Absence certainly makes the heart grow fonder. With stay-at-home orders in place, most of us have been keeping our outdoor recreation low-key with neighborhood bike rides, repetitive running routes, and backyard campouts. And that’s left us pining for what we love most about the Blue Ridge—the iconic adventures that make the South such a special part of the country to explore. With that in mind, we’re celebrating a handful of all-time favorites, the region’s classic scenic escapes that we can’t wait to revisit.
Climbing the Red
A beloved natural gem in the South, Kentucky’s Red River Gorge is a coveted rock playground visited by climbers across the country. Located in eastern Kentucky’s Daniel Boone National Forest, the Red holds a majestic landscape of natural sandstone sculptures—full of holes, steep walls, ledges, and overhangs—that’s become world renowned for its bounty of sport and single-pitch trad options, boasting thousands of recorded routes for climbers of all levels. Beginners can get a great intro to the Red on the Great Wall or Bruise Brothers in the Muir Valley Nature Preserve, while steeper lines are found at revered spots like the Phantasia and the Motherlode, which holds some of the toughest routes in the South.
Paddling the New
West Virginia’s New River Gorge is a wild and scenic treasure that’s been called the “Grand Canyon of the East.” Flowing north through the Southern Appalachian from its headwaters in North Carolina, the old river gets to the Mountain State and becomes the New River Gorge National River, 53 miles of free-flowing whitewater that ruts through massively awe-inspiring rock cliffs, at points more than 1,000 feet above.

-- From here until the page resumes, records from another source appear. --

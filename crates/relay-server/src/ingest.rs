//! Turning a decoded payload into upserts.

use std::fmt;
use std::sync::Arc;

use alert_templates::{Alert, AlertPayload, TemplateSet};
use tracing::{error, warn};
use tracker_core::{IssueTracker, ProjectRef, RenderedContent};
use upsert_engine::{EngineConfig, UpsertEngine, UpsertOutcome};

use crate::config::Grouping;

/// Tracker shared by every request.
pub type SharedTracker = Arc<dyn IssueTracker>;

/// Counts of what one payload produced.
#[derive(Debug, Clone, Copy, Default, PartialEq, Eq)]
pub struct IngestReport {
    /// Units (alerts, or the whole payload) processed.
    pub units: usize,
    pub created: usize,
    pub existing: usize,
    pub commented: usize,
    /// Units that rendered an empty title.
    pub invalid: usize,
    /// Units whose rendering, routing or tracker calls failed.
    pub failed: usize,
}

impl IngestReport {
    /// Returns true if there was work and all of it had an empty title.
    pub fn all_invalid(&self) -> bool {
        self.units > 0 && self.invalid == self.units
    }

    fn record(&mut self, outcome: &UpsertOutcome) {
        match outcome {
            UpsertOutcome::Created { .. } | UpsertOutcome::CreatedUnconfirmed => self.created += 1,
            UpsertOutcome::AlreadyExists { .. } => self.existing += 1,
            UpsertOutcome::Commented { .. } => self.commented += 1,
        }
    }
}

impl fmt::Display for IngestReport {
    fn fmt(&self, f: &mut fmt::Formatter<'_>) -> fmt::Result {
        write!(
            f,
            "{} units: {} created, {} existing, {} commented, {} invalid, {} failed",
            self.units, self.created, self.existing, self.commented, self.invalid, self.failed
        )
    }
}

/// Renders payloads and feeds them to the upsert engine.
pub struct Ingestor {
    engine: UpsertEngine<SharedTracker>,
    templates: TemplateSet,
    grouping: Grouping,
    project_label: String,
}

impl Ingestor {
    /// Create an ingestor.
    pub fn new(
        tracker: SharedTracker,
        engine_config: EngineConfig,
        templates: TemplateSet,
        grouping: Grouping,
        project_label: impl Into<String>,
    ) -> Self {
        Self {
            engine: UpsertEngine::new(tracker, engine_config),
            templates,
            grouping,
            project_label: project_label.into(),
        }
    }

    /// Process a payload.
    ///
    /// Alerts are handled one after another; a failure is logged and the
    /// next alert is still processed.
    pub async fn ingest(&self, payload: &AlertPayload) -> IngestReport {
        let mut report = IngestReport::default();

        match self.grouping {
            Grouping::Alert => {
                for (index, alert) in payload.alerts.iter().enumerate() {
                    report.units += 1;
                    let rendered = self.templates.render_alert(payload, alert);
                    self.process(&mut report, index, payload, Some(alert), rendered)
                        .await;
                }
            }
            Grouping::Payload => {
                report.units += 1;
                let rendered = self.templates.render_payload(payload);
                self.process(&mut report, 0, payload, None, rendered).await;
            }
        }

        report
    }

    async fn process(
        &self,
        report: &mut IngestReport,
        index: usize,
        payload: &AlertPayload,
        alert: Option<&Alert>,
        rendered: Result<RenderedContent, alert_templates::TemplateError>,
    ) {
        let content = match rendered {
            Ok(content) => content,
            Err(err) => {
                error!(index, error = %err, "Failed to render alert");
                report.failed += 1;
                return;
            }
        };

        let project = self.project_for(payload, alert);
        match self.engine.upsert(&content.title, &content, project).await {
            Ok(outcome) => {
                report.record(&outcome);
            }
            Err(err) if err.is_invalid_input() => {
                warn!(index, "Alert rendered an empty title, skipping");
                report.invalid += 1;
            }
            Err(err) => {
                error!(index, title = %content.title, error = %err, "Failed to upsert issue");
                report.failed += 1;
            }
        }
    }

    /// Project named by the alert's label, then by the common labels.
    fn project_for(&self, payload: &AlertPayload, alert: Option<&Alert>) -> Option<ProjectRef> {
        payload
            .label(alert, &self.project_label)
            .and_then(ProjectRef::parse)
    }
}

The surrounding area has fostered foundational Southern scenes in both climbing and paddling. For the latter, the New’s upper section, running from Hinton to Thurmond, consists mainly of long pools and Class I-III rapids for newer boaters to cut their teeth. Below Thurmond, the Lower Gorge section flows right under the famous New River Gorge Bridge and is known for big, monstrous water—class V rapids with colossal waves and powerful currents that deliver unforgettable thrills. The river is a rite of passage for all paddlers and the lifeblood of the rafting industry that was pioneered on its waters a half-century ago.
Hiking the A.T.
It doesn’t get any more classic than spending your summer days hiking the Appalachian Trail—the beloved 2,193-mile footpath that is a main artery of adventure in our backyard mountains. It was tough to hear that many aspiring thru-hikers getting ready to head north from Springer Mountain had their dreams dashed earlier this spring, when we were all asked to stay off the trail for an indefinite amount of time. But soon enough we’ll be back on the A.T., hiking the roller-coasters of rocky ridgelines, cresting summits, and cooling off in backwoods waterfalls. We’ll certainly relish the next time we can take a multi-day backpacking trip on the 71-mile stretch of the trail that runs through Great Smoky Mountains National Park, trek through the grassy balds and soak in stunning views in the Roan Highlands, or tackle the quintessential Blue Ridge terrain of Virginia’s Triple Crown.
With 500,000 acres of forest and hundreds of miles of trails, North Carolina’s Pisgah National Forest is the premiere playground for mountain bikers in the Blue Ridge and beyond. Riding Pisgah is all about the bounty of singletrack options, as grueling climbs, technical terrain, and lengthy fire roads combine with the adrenaline-inducing flowy descents. The required endurance, though, is always rewarded with stunning scenery, as dense woods with idyllic waterfalls open up to vast rock cliff views.
With plenty of downhill thrills, the Black Mountain Trail—located in the forest’s Pisgah Ranger District—is considered a classic Pisgah ride that, when combined with Thrift Cove, can be turned into an epic 30-mile journey. Another essential is the 16-mile Laurel Mountain/Pilot Rock Loop, an extra challenging switchback-laden route that hits high elevations and mingles big drops and gnarly rock gardens with gorgeous expanses of mountain laurel during the warm months.
Pitching a Tent Anywhere
We had trouble deciding on the most iconic spot to pitch a tent in the Southern Appalachians because, frankly, we have way too many favorites. Whether it’s the lush, grassy meadows of Virginia’s Grayson Highlands, the tranquil hardwood and cypress forests of South Carolina’s Congaree National Park, or the deep, isolated woods of Tennessee’s Big South Fork National River and Recreation Area, we’re fortunate to have so many majestic spots to sleep under the stars. With summer on the horizon, we’re optimistic that one day soon we’ll be able to safely pack up a full load of gear and escape to the Southeast’s backcountry for some much-needed time to recharge.